Katia arrêta là son monologue et put reprendre son souffle, ainsi que Céline qui n’en avait pas perdu une miette.
– Impressionnant. Tu crois que c’est la petite cuillère qui déclenche cet effet ?
– Je ne sais pas. La petite cuillère, ou la répétition tous les matins de gestes quasiment identiques, qui me plongent dans une sorte de transe.
– Tu as donc eu accès via un vidage de lave-vaisselle à l’éternité.
– Oui, on peut le dire comme ça.

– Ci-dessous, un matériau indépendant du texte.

impl<W: Write> CodeGenerator for GrblGenerator<W> {
    fn start_job(&mut self) -> Result<()> {
        self.path.clear();
        self.emit_preamble()
    }

    fn end_job(&mut self) -> Result<()> {
        self.emit_epilogue()
    }

    fn change_horizontal_feed_rate(&mut self, new_rate: f64) -> f64 {
        std::mem::replace(&mut self.horiz_feed_rate, new_rate)
    }

    fn change_vertical_feed_rate(&mut self, new_rate: f64) -> f64 {
        std::mem::replace(&mut self.vert_feed_rate, new_rate)
    }

    fn start_path(&mut self, x: f64, y: f64, depth: f64) {
        self.path.clear();
        self.starting_point = Pt3::new(x, y, depth);
    }

    fn move_to(&mut self, x: f64, y: f64, depth: f64) {
        self.append_point(Pt3::new(x, y, depth));
    }

    fn cw_arc_to(&mut self, x: f64, y: f64, depth: f64, radius: f64) {
        self.path.push(PathComponent::Arc {
            direction: ArcDirection::Clockwise,
            radius,
            end: Pt3::new(x, y, depth),
        });
    }

    fn ccw_arc_to(&mut self, x: f64, y: f64, depth: f64, radius: f64) {
        self.path.push(PathComponent::Arc {
            direction: ArcDirection::CounterClockwise,
            radius,
            end: Pt3::new(x, y, depth),
        });
    }

    fn end_path(&mut self, discard: bool) -> Result<()> {
        if discard {
            self.path.clear();
            return Ok(());
        }

        for component in &mut self.path {
            if let PathComponent::Polyline(points) = component {
                simplify_by_flatness(points);
                simplify_by_proximity(points);
            }
        }

        self.emit_compound_path()
    }
}

/// Collapses runs of (nearly) colinear vertices into single segments.
///
/// Walks a window `[p0, p1]` forward; while every intermediate vertex stays
/// within the flatness tolerance of the chord, the window keeps growing. When
/// a vertex falls out of tolerance the chord is pinned at `p1 - 1` and a new
/// window starts there. Endpoints are always kept.
pub(crate) fn simplify_by_flatness(points: &mut Vec<Pt3>) {
    if points.len() < 3 {
        return;
    }

    let mut keep_index = 0;
    let keep = |points: &mut Vec<Pt3>, keep_index: &mut usize, i: usize| {
        if i != *keep_index {
            points[*keep_index] = points[i];
        }
        *keep_index += 1;
    };

    let mut p0 = 0;
    let mut p1 = 2;
    keep(points, &mut keep_index, p0);
    while p1 < points.len() {
        let mut dist_sq: f64 = 0.0;
        for q in p0 + 1..p1 {
            dist_sq = dist_sq.max(dist_to_segment_sq(points[q], points[p0], points[p1]));
        }

        if dist_sq > FLATNESS_TOLERANCE_SQ {
            // Some vertex between p0 and p1 is out of tolerance: pin the
            // chord at p1 - 1 and start accumulating from there.
            p0 = p1 - 1;
            keep(points, &mut keep_index, p0);
            p1 = p0 + 1;
        }

        p1 += 1;
    }

    // Everything since the last anchor is colinear; keep only the last point.
    p0 += 1;
    if p0 < points.len() {
        keep(points, &mut keep_index, points.len() - 1);
    }

    points.truncate(keep_index);
}

/// Merges consecutive vertices that are within the proximity tolerance in XY,
/// keeping the shallowest Z of the pair (carving Z is non-positive, so the
/// greatest value wins). The path's last vertex keeps its own XY.
pub(crate) fn simplify_by_proximity(points: &mut Vec<Pt3>) {
    if points.len() < 3 {
        return;
    }

    let mut keep_index = 0;
    let keep = |points: &mut Vec<Pt3>, keep_index: &mut usize, q: Pt3| {
        if *keep_index > 0 && points[*keep_index - 1] == q {
            return;
        }
        points[*keep_index] = q;
        *keep_index += 1;
    };
    let update_last = |points: &mut Vec<Pt3>, keep_index: usize, q: Pt3| {
        if keep_index > 0 {
            points[keep_index - 1] = q;
        }
    };

    let n = points.len();
    let mut q0 = points[0];
    keep(points, &mut keep_index, q0);

    for p1 in 1..n {
        let mut q1 = points[p1];

        let d = (q1.xy() - q0.xy()).length_sq();
        if d < PROXIMITY_TOLERANCE_SQ {
            let max_z = q0.z.max(q1.z);
            if p1 == n - 1 {
                // q1 is the last point along the path; its XY wins.
                q1.z = max_z;
                update_last(points, keep_index, q1);
            } else {
                q0.z = max_z;
                update_last(points, keep_index, q0);
            }
        } else {
            keep(points, &mut keep_index, q1);
            q0 = q1;
        }
    }

    points.truncate(keep_index);
}

/// Squared distance from `q` to the line through `p0` and `p1`. Coincident
/// line points degrade to the squared distance from `q` to `p0`.
fn dist_to_segment_sq(q: Pt3, p0: Pt3, p1: Pt3) -> f64 {
    let v = q - p0;
    let w = p1 - p0;
    let l_sq = w.dot(w);

    if l_sq < EPSILON_SQ {
        return v.dot(v);
    }

    let s = v.dot(w) / l_sq;
    let d = v - w * s;
    d.dot(d)
}

#[cfg(test)]
mod tests {
    use super::*;

    fn pt(x: f64, y: f64, z: f64) -> Pt3 {
        Pt3::new(x, y, z)
    }

    fn gen_into_vec() -> GrblGenerator<Vec<u8>> {
        GrblGenerator::new(100.0, 50.0, Vec::new())
    }

    fn output(gen: GrblGenerator<Vec<u8>>) -> String {
        String::from_utf8(gen.into_inner()).unwrap()
    }

    #[test]
    fn preamble_and_epilogue() {
        let mut gen = gen_into_vec();
        gen.start_job().unwrap();
        gen.end_job().unwrap();
        assert_eq!(
            output(gen),
            "G90\nG17\nG21\nG28 G91 Z0\nG90\nG0 Z25.00\nG28 G91 Z0\nM30\n"
        );
    }

    #[test]
    fn far_reposition_uses_rapid_at_high_safe_z() {
        // From (0, 0, -1), a path starting at (100, 0, -2) is 100 mm away.
        let mut gen = gen_into_vec();
        gen.current_loc = pt(0.0, 0.0, -1.0);
        gen.start_path(100.0, 0.0, -2.0);
        gen.move_to(100.0, 0.0, -2.0);
        gen.move_to(101.0, 0.0, -2.0);
        gen.end_path(false).unwrap();

        let out = output(gen);
        let lines: Vec<&str> = out.lines().collect();
        assert_eq!(
            lines,
            [
                "G1 Z5.00 F50.00",
                "G0 X100.00 Y0.00 Z5.00",
                "G1 Z-2.00 F50.00",
                "G1 X101.00 Y0.00 Z-2.00 F100.00",
            ]
        );
    }

    #[test]
    fn near_reposition_stays_at_feed_rate() {
        // From (0, 0, -1), a path starting at (5, 0, -2) is 5 mm away.
        let mut gen = gen_into_vec();
        gen.current_loc = pt(0.0, 0.0, -1.0);
        gen.start_path(5.0, 0.0, -2.0);
        gen.move_to(5.0, 0.0, -2.0);
        gen.move_to(6.0, 0.0, -2.0);
        gen.end_path(false).unwrap();

        let out = output(gen);
        let lines: Vec<&str> = out.lines().collect();
        assert_eq!(
            lines,
            [
                "G1 Z1.00 F50.00",
                "G1 X5.00 Y0.00 Z1.00 F100.00",
                "G1 Z-2.00 F50.00",
                "G1 X6.00 Y0.00 Z-2.00 F100.00",
            ]
        );
    }

    #[test]
    fn reposition_in_place_only_plunges() {
        let mut gen = gen_into_vec();
        gen.current_loc = pt(2.0, 3.0, 0.0);
        gen.start_path(2.0, 3.0, -1.0);
        gen.move_to(2.0, 3.0, -1.0);
        gen.move_to(4.0, 3.0, -1.0);
        gen.end_path(false).unwrap();

        let out = output(gen);
        let lines: Vec<&str> = out.lines().collect();
        assert_eq!(
            lines,
            ["G1 Z-1.00 F50.00", "G1 X4.00 Y3.00 Z-1.00 F100.00"]
        );
    }

    #[test]
    fn discarded_path_emits_nothing() {
        let mut gen = gen_into_vec();
        gen.start_path(0.0, 0.0, -1.0);
        gen.move_to(10.0, 0.0, -1.0);
        gen.move_to(20.0, 0.0, -1.0);
        gen.end_path(true).unwrap();
        assert_eq!(output(gen), "");
    }

    #[test]
    fn duplicate_positions_are_elided() {
        let mut gen = gen_into_vec();
        gen.start_path(0.0, 0.0, 0.0);
        gen.move_to(0.0, 0.0, 0.0);
        gen.move_to(0.0, 0.0, 0.0);
        gen.move_to(10.0, 0.0, 0.0);
        gen.move_to(10.0, 0.0, 0.0);
        gen.end_path(false).unwrap();

        let out = output(gen);
        assert_eq!(out.matches("G1 X").count(), 1);
    }

    #[test]
    fn arcs_emit_g2_and_g3() {
        let mut gen = gen_into_vec();
        gen.start_path(0.0, 0.0, -1.0);
        gen.cw_arc_to(10.0, 0.0, -1.0, 5.0);
        gen.ccw_arc_to(20.0, 0.0, -1.0, 5.0);
        gen.end_path(false).unwrap();

        let out = output(gen);
        assert!(out.contains("G2 X10.00 Y0.00 Z-1.00 R5.00 F100.00"));
        assert!(out.contains("G3 X20.00 Y0.00 Z-1.00 R5.00 F100.00"));
    }

    #[test]
    fn feed_rate_changes_return_previous_rate() {
        let mut gen = gen_into_vec();
        assert_eq!(gen.change_horizontal_feed_rate(240.0), 100.0);
        assert_eq!(gen.change_horizontal_feed_rate(100.0), 240.0);
        assert_eq!(gen.change_vertical_feed_rate(25.0), 50.0);
    }

    #[test]
    fn simplify_keeps_non_colinear_vertices() {
        let mut points = vec![pt(0.0, 0.0, 0.0), pt(1.0, 1.0, 1.0), pt(0.0, 1.0, 1.0)];
        let expect = points.clone();
        simplify_by_flatness(&mut points);
        assert_eq!(points, expect);
    }

    #[test]
    fn simplify_two_point_path_is_untouched() {
        let mut points = vec![pt(0.0, 0.0, 0.0), pt(1.0, 1.0, 1.0)];
        let expect = points.clone();
        simplify_by_flatness(&mut points);
        assert_eq!(points, expect);
    }

    #[test]
    fn simplify_collapses_colinear_vertices() {
        let mut points = vec![pt(0.0, 0.0, 0.0), pt(1.0, 1.0, 1.0), pt(2.0, 2.0, 2.0)];
        simplify_by_flatness(&mut points);
        assert_eq!(points, [pt(0.0, 0.0, 0.0), pt(2.0, 2.0, 2.0)]);

        let mut points = vec![
            pt(0.0, 0.0, 0.0),
            pt(1.0, 1.0, 1.0),
            pt(2.0, 2.0, 2.0),
            pt(3.0, 3.0, 3.0),
        ];
        simplify_by_flatness(&mut points);
        assert_eq!(points, [pt(0.0, 0.0, 0.0), pt(3.0, 3.0, 3.0)]);
    }

    #[test]
    fn simplify_keeps_outlier() {
        let mut points = vec![
            pt(0.0, 0.0, 0.0),
            pt(1.0, 1.0, 1.0),
            pt(2.0, 2.0, 2.0),
            pt(3.0, 3.0, 3.0),
            pt(4.0, 4.0, 0.0),
        ];
        simplify_by_flatness(&mut points);
        assert_eq!(
            points,
            [pt(0.0, 0.0, 0.0), pt(3.0, 3.0, 3.0), pt(4.0, 4.0, 0.0)]
        );
    }

    #[test]
    fn flatness_simplify_is_idempotent() {
        let mut points = vec![
            pt(0.0, 0.0, 0.0),
            pt(1.0, 1.0, 1.0),
            pt(2.0, 2.0, 2.0),
            pt(3.0, 3.0, 3.0),
            pt(4.0, 4.0, 0.0),
            pt(5.0, 3.0, 0.0),
        ];
        simplify_by_flatness(&mut points);
        let once = points.clone();
        simplify_by_flatness(&mut points);
        assert_eq!(points, once);
    }

    #[test]
    fn simplification_is_a_contraction() {
        let original = vec![
            pt(0.0, 0.0, 0.0),
            pt(0.5, 0.01, -0.1),
            pt(1.0, 0.0, -0.2),
            pt(1.5, -0.01, -0.1),
            pt(2.0, 0.0, 0.0),
            pt(7.0, 5.0, -1.0),
        ];
        let mut points = original.clone();
        simplify_by_flatness(&mut points);
        simplify_by_proximity(&mut points);

        assert!(points.len() <= original.len());
        assert_eq!(points.first(), original.first());
        assert_eq!(points.last(), original.last());
    }

    #[test]
    fn proximity_merge_keeps_shallowest_z() {
        // Middle points are 0.1 mm apart in XY, closer than the tolerance;
        // the merged vertex keeps the greater (shallower) Z.
        let mut points = vec![
            pt(0.0, 0.0, -1.0),
            pt(5.0, 0.0, -2.0),
            pt(5.1, 0.0, -0.5),
            pt(10.0, 0.0, -1.0),
        ];
        simplify_by_proximity(&mut points);
        assert_eq!(
            points,
            [pt(0.0, 0.0, -1.0), pt(5.0, 0.0, -0.5), pt(10.0, 0.0, -1.0)]
        );
    }

    #[test]
    fn proximity_merge_prefers_last_vertex_xy_at_path_end() {
        let mut points = vec![
            pt(0.0, 0.0, -1.0),
            pt(9.9, 0.0, -2.0),
            pt(10.0, 0.0, -0.5),
        ];
        simplify_by_proximity(&mut points);
        assert_eq!(points, [pt(0.0, 0.0, -1.0), pt(10.0, 0.0, -0.5)]);
    }

    #[test]
    fn components_join_across_arcs() {
        // Points after an arc start a fresh polyline seeded with the arc end,
        // so the emitted path stays connected.
        let mut gen = gen_into_vec();
        gen.start_path(0.0, 0.0, -1.0);
        gen.move_to(10.0, 0.0, -1.0);
        gen.cw_arc_to(20.0, 0.0, -1.0, 5.0);
        gen.move_to(30.0, 0.0, -1.0);
        gen.end_path(false).unwrap();

        let out = output(gen);
        let lines: Vec<&str> = out.lines().collect();
        assert_eq!(
            lines,
            [
                "G1 Z-1.00 F50.00",
                "G1 X10.00 Y0.00 Z-1.00 F100.00",
                "G2 X20.00 Y0.00 Z-1.00 R5.00 F100.00",
                "G1 X30.00 Y0.00 Z-1.00 F100.00",
            ]
        );
    }
}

Certains côtoient l’éternité par l’intermédiaire d’une prière, d’autres pendant qu’ils font l’amour, d’autres encore face à un coucher de soleil sur l’océan… Moi, on pourra dire que ç’aura été à la cuisine en triant mes couverts jaunes et bleus, et en tenant une toute petite cuillère fauchée dans un café du Cotentin…
– État de grâce normand ! Tu vas concurrencer sainte-Thérèse !

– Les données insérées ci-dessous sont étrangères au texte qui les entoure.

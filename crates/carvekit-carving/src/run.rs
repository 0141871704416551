//! A single rectilinear carving run and its depth-stepped passes.

use carvekit_geom::{Pt2, Vec2};
use carvekit_heightmap::DepthSampler;

use crate::error::Result;
use crate::generator::CodeGenerator;

/// Minimum step size along a run, in mm. Runs never sample finer than this.
pub(crate) const MIN_STEP_SIZE: f64 = 0.1;

/// Depth slack below the current pass budget before a sample is clipped and
/// another pass is scheduled, in mm.
const CLIP_SLACK: f64 = 0.05;

/// Orientation of a carving run.
#[derive(Debug, Clone, Copy, PartialEq, Eq)]
pub enum Axis {
    X,
    Y,
}

/// One straight scanline of the carving area at a fixed perpendicular
/// coordinate.
///
/// A run usually needs several passes: each pass lowers the depth budget by
/// the step-down amount and emits a polyline whose Z at every step is the
/// shallower of the sampled relief depth and the budget. Samples that had to
/// be clipped to the budget schedule a further pass. In full-depth mode
/// clipping is disabled and a run always completes in a single pass.
#[derive(Debug)]
pub struct CarvingRun {
    axis: Axis,
    num_steps: usize,
    step: Vec2,
    starting_point: Pt2,
    end_point: Pt2,

    /// Carving depth for white samples, <= 0.
    white_depth: f64,
    /// Carving depth for black samples, <= 0.
    black_depth: f64,
    /// Depth budget, starting at the stock top (0) and decreasing per pass.
    current_depth: f64,
    /// Budget decrement per pass, > 0.
    step_down: f64,

    carve_at_full_depth: bool,
    needs_more_passes: bool,
}

impl CarvingRun {
    /// Configures an X-run: a scanline at `run_y` covering
    /// `[x_at_left, x_at_left + carving_width]`.
    #[allow(clippy::too_many_arguments)]
    pub fn new_x(
        sampler: &dyn DepthSampler,
        carving_width: f64,
        x_at_left: f64,
        run_y: f64,
        white_depth: f64,
        black_depth: f64,
        step_down: f64,
    ) -> Self {
        let (x_at_left, carving_width) = if carving_width < 0.0 {
            (x_at_left + carving_width, -carving_width)
        } else {
            (x_at_left, carving_width)
        };

        let p0 = Pt2::new(x_at_left, run_y);
        let p1 = Pt2::new(x_at_left + carving_width, run_y);
        let num_samples = Self::clamp_samples(
            sampler.num_samples_x(p0.x, p1.x),
            carving_width,
        );
        let delta = carving_width / (num_samples - 1) as f64;

        Self::configure(
            Axis::X,
            num_samples,
            Vec2::new(delta, 0.0),
            p0,
            p1,
            white_depth,
            black_depth,
            step_down,
        )
    }

    /// Configures a Y-run: a scanline at `run_x` covering
    /// `[y_at_bottom, y_at_bottom + carving_height]`.
    #[allow(clippy::too_many_arguments)]
    pub fn new_y(
        sampler: &dyn DepthSampler,
        carving_height: f64,
        y_at_bottom: f64,
        run_x: f64,
        white_depth: f64,
        black_depth: f64,
        step_down: f64,
    ) -> Self {
        let (y_at_bottom, carving_height) = if carving_height < 0.0 {
            (y_at_bottom + carving_height, -carving_height)
        } else {
            (y_at_bottom, carving_height)
        };

        let p0 = Pt2::new(run_x, y_at_bottom);
        let p1 = Pt2::new(run_x, y_at_bottom + carving_height);
        let num_samples = Self::clamp_samples(
            sampler.num_samples_y(p0.y, p1.y),
            carving_height,
        );
        let delta = carving_height / (num_samples - 1) as f64;

        Self::configure(
            Axis::Y,
            num_samples,
            Vec2::new(0.0, delta),
            p0,
            p1,
            white_depth,
            black_depth,
            step_down,
        )
    }

    /// At least two samples (one per run end), and never finer than the
    /// minimum step size.
    fn clamp_samples(num_samples: usize, span: f64) -> usize {
        let num_samples = num_samples.max(2);
        let delta = span / (num_samples - 1) as f64;
        if delta < MIN_STEP_SIZE {
            ((span / MIN_STEP_SIZE).ceil() as usize + 1).max(2)
        } else {
            num_samples
        }
    }

    #[allow(clippy::too_many_arguments)]
    fn configure(
        axis: Axis,
        num_samples: usize,
        step: Vec2,
        p0: Pt2,
        p1: Pt2,
        white_depth: f64,
        black_depth: f64,
        step_down: f64,
    ) -> Self {
        let mut run = Self {
            axis,
            num_steps: num_samples - 1,
            step,
            starting_point: p0,
            end_point: p1,
            white_depth,
            black_depth,
            current_depth: 0.0,
            step_down,
            carve_at_full_depth: false,
            needs_more_passes: true,
        };
        run.sanitize();
        run
    }

    /// Clamps the run parameters into a valid configuration.
    fn sanitize(&mut self) {
        if self.num_steps == 0 {
            self.num_steps = 1;
        }
        if self.white_depth > 0.0 {
            self.white_depth = 0.0;
        }
        if self.black_depth > 0.0 {
            self.black_depth = 0.0;
        }
        self.step_down = self.step_down.abs();
    }

    pub fn axis(&self) -> Axis {
        self.axis
    }

    /// Whether the run has reached its full carving depth and needs no more
    /// passes.
    pub fn is_done(&self) -> bool {
        !self.needs_more_passes
    }

    /// Enables carving at full depth, ignoring the step-down budget.
    pub fn set_full_depth(&mut self, enable: bool) {
        self.carve_at_full_depth = enable;
    }

    /// Generates one carving pass along the run. `delta` must be +1.0 to scan
    /// forward or -1.0 to scan backward. Calling on a finished run is a
    /// no-op.
    pub fn do_one_pass(
        &mut self,
        delta: f64,
        sampler: &dyn DepthSampler,
        generator: &mut dyn CodeGenerator,
    ) -> Result<()> {
        if !self.needs_more_passes {
            return Ok(());
        }

        debug_assert!(delta == 1.0 || delta == -1.0, "delta must be +-1, got {delta}");

        // A pass that never cuts below the previous budget removes no new
        // material and is discarded. This matters mostly on the first pass of
        // shallow regions.
        let old_depth = self.current_depth;
        let mut discard = true;

        self.needs_more_passes = false;
        self.current_depth -= self.step_down;

        let mut origin = self.starting_point;
        for s in 0..self.num_steps {
            if s == 0 {
                // First step: the starting end depends on the direction.
                let pt = if delta < 0.0 {
                    self.end_point
                } else {
                    self.starting_point
                };
                origin = pt;

                let (depth, clipped) = self.carving_depth_at(pt, sampler);
                self.needs_more_passes = self.needs_more_passes || clipped;
                if depth < old_depth {
                    discard = false;
                }

                generator.start_path(pt.x, pt.y, depth);
            } else if s == self.num_steps - 1 {
                // Last step: ends exactly on the opposite end of the run.
                let pt = if delta > 0.0 {
                    self.end_point
                } else {
                    self.starting_point
                };

                let (depth, clipped) = self.carving_depth_at(pt, sampler);
                self.needs_more_passes = self.needs_more_passes || clipped;
                if depth < old_depth {
                    discard = false;
                }

                generator.move_to(pt.x, pt.y, depth);
                generator.end_path(discard)?;
            } else {
                let pt = origin + self.step * (s as f64 * delta);

                let (depth, clipped) = self.carving_depth_at(pt, sampler);
                self.needs_more_passes = self.needs_more_passes || clipped;
                if depth < old_depth {
                    discard = false;
                }

                generator.move_to(pt.x, pt.y, depth);
            }
        }

        Ok(())
    }

    /// Samples the carving depth at `q`, clipping it to the current depth
    /// budget unless full-depth carving is enabled. Returns the depth and
    /// whether it was clipped.
    fn carving_depth_at(&self, q: Pt2, sampler: &dyn DepthSampler) -> (f64, bool) {
        let s = sampler.at(q);
        let d = (1.0 - s) * self.black_depth + s * self.white_depth;

        if self.carve_at_full_depth {
            // Even at full depth the tool never goes above the stock top.
            return (d.min(0.0), false);
        }

        if d < self.current_depth - CLIP_SLACK {
            (self.current_depth, true)
        } else {
            (d, false)
        }
    }
}

#[cfg(test)]
mod tests {
    use crate::test_support::{ConstantDepthSampler, RecordingGenerator};

    use super::*;

    #[test]
    fn x_run_forward_single_pass() {
        let sampler = ConstantDepthSampler::new(0.0);
        let mut gen = RecordingGenerator::default();
        let mut run = CarvingRun::new_x(&sampler, 100.0, 10.0, 0.0, 0.0, -0.1, 0.2);

        assert!(!run.is_done());
        run.do_one_pass(1.0, &sampler, &mut gen).unwrap();

        assert!(gen.path_completed);
        assert_eq!(gen.first_point, Pt2::new(10.0, 0.0));
        assert_eq!(gen.last_point, Pt2::new(110.0, 0.0));
        assert_eq!(gen.last_depth, -0.1);
        assert_eq!(gen.num_points, 99);
        assert!(run.is_done());
    }

    #[test]
    fn x_run_backward_single_pass() {
        let sampler = ConstantDepthSampler::new(0.0);
        let mut gen = RecordingGenerator::default();
        let mut run = CarvingRun::new_x(&sampler, 100.0, 10.0, 0.0, 0.0, -0.1, 0.2);

        run.do_one_pass(-1.0, &sampler, &mut gen).unwrap();

        assert!(gen.path_completed);
        assert_eq!(gen.first_point, Pt2::new(110.0, 0.0));
        assert_eq!(gen.last_point, Pt2::new(10.0, 0.0));
        assert_eq!(gen.last_depth, -0.1);
        assert_eq!(gen.num_points, 99);
        assert!(run.is_done());
    }

    #[test]
    fn x_run_two_passes_with_clipping() {
        let sampler = ConstantDepthSampler::new(0.0);
        let mut gen = RecordingGenerator::default();
        let mut run = CarvingRun::new_x(&sampler, 100.0, 10.0, 0.0, 0.0, -0.4, 0.25);

        // First pass is clipped to the step-down budget.
        run.do_one_pass(1.0, &sampler, &mut gen).unwrap();
        assert_eq!(gen.first_point, Pt2::new(10.0, 0.0));
        assert_eq!(gen.last_depth, -0.25);
        assert!(!run.is_done());

        // Second pass, reversed, reaches the target depth.
        run.do_one_pass(-1.0, &sampler, &mut gen).unwrap();
        assert_eq!(gen.last_point, Pt2::new(10.0, 0.0));
        assert_eq!(gen.last_depth, -0.4);
        assert!(run.is_done());
    }

    #[test]
    fn y_run_forward_single_pass() {
        let sampler = ConstantDepthSampler::new(0.0);
        let mut gen = RecordingGenerator::default();
        let mut run = CarvingRun::new_y(&sampler, 100.0, 10.0, 0.0, 0.0, -0.1, 0.2);

        assert_eq!(run.axis(), Axis::Y);
        run.do_one_pass(1.0, &sampler, &mut gen).unwrap();

        assert!(gen.path_completed);
        assert_eq!(gen.first_point, Pt2::new(0.0, 10.0));
        assert_eq!(gen.last_point, Pt2::new(0.0, 110.0));
        assert_eq!(gen.last_depth, -0.1);
        assert_eq!(gen.num_points, 99);
        assert!(run.is_done());
    }

    #[test]
    fn finished_run_pass_is_a_no_op() {
        let sampler = ConstantDepthSampler::new(0.0);
        let mut gen = RecordingGenerator::default();
        let mut run = CarvingRun::new_x(&sampler, 100.0, 10.0, 0.0, 0.0, -0.1, 0.2);

        run.do_one_pass(1.0, &sampler, &mut gen).unwrap();
        assert!(run.is_done());
        let points_after_first = gen.num_points;
        let paths_after_first = gen.num_paths;

        run.do_one_pass(-1.0, &sampler, &mut gen).unwrap();
        assert_eq!(gen.num_points, points_after_first);
        assert_eq!(gen.num_paths, paths_after_first);
        assert!(run.is_done());
    }

    #[test]
    fn full_depth_run_finishes_in_one_pass() {
        // Target depth is several step-downs deep, but full-depth mode
        // disables clipping entirely.
        let sampler = ConstantDepthSampler::new(0.0);
        let mut gen = RecordingGenerator::default();
        let mut run = CarvingRun::new_x(&sampler, 100.0, 10.0, 0.0, 0.0, -2.0, 0.25);
        run.set_full_depth(true);

        run.do_one_pass(1.0, &sampler, &mut gen).unwrap();
        assert_eq!(gen.last_depth, -2.0);
        assert!(run.is_done());
    }

    #[test]
    fn full_depth_never_cuts_above_stock() {
        // A sampler value of 1.0 maps to the white depth; sanitisation pins
        // positive depths to the stock top, and full-depth mode clamps the
        // emitted depth to z <= 0.
        let sampler = ConstantDepthSampler::new(1.0);
        let mut gen = RecordingGenerator::default();
        let mut run = CarvingRun::new_x(&sampler, 100.0, 10.0, 0.0, 0.5, -1.0, 0.25);
        run.set_full_depth(true);

        run.do_one_pass(1.0, &sampler, &mut gen).unwrap();
        assert!(gen.max_depth <= 0.0);
        assert!(run.is_done());
    }

    #[test]
    fn negative_width_normalises_to_same_span() {
        let sampler = ConstantDepthSampler::new(0.0);
        let run = CarvingRun::new_x(&sampler, -100.0, 110.0, 0.0, 0.0, -0.1, 0.2);
        assert_eq!(run.starting_point, Pt2::new(10.0, 0.0));
        assert_eq!(run.end_point, Pt2::new(110.0, 0.0));
    }

    #[test]
    fn dense_sampler_is_clamped_to_min_step_size() {
        // 100 samples/mm would step every 0.01 mm; the run coarsens to the
        // 0.1 mm minimum step instead.
        let sampler = ConstantDepthSampler::with_density(0.0, 100.0);
        let run = CarvingRun::new_x(&sampler, 1.0, 0.0, 0.0, 0.0, -0.1, 0.2);
        // 1 mm span at 0.1 mm steps: 11 samples, 10 steps.
        assert_eq!(run.num_steps, 10);
    }

    #[test]
    fn depth_sanitisation() {
        let sampler = ConstantDepthSampler::new(0.0);
        let run = CarvingRun::new_x(&sampler, 100.0, 0.0, 0.0, 1.5, 2.5, -0.3);
        assert_eq!(run.white_depth, 0.0);
        assert_eq!(run.black_depth, 0.0);
        assert_eq!(run.step_down, 0.3);
    }
}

– Ha ha, qui sait ? Tu reprendras bien un peu de thé ? Depuis le temps, il a dû refroidir.
– Avec plaisir ! La métaphysique ne nourrit pas son homme, et n’abreuve pas sa femme !
Les deux amies, aussi différentes que le jour et la nuit, rirent de concert.
La grisaille normande s’éloignait. Le jour se levait sur Bayeux. Aujourd’hui, il ferait peut-être beau. On pourra sortir, boire un café en terrasse, accompagné bien sûr, de sa petite cuillère.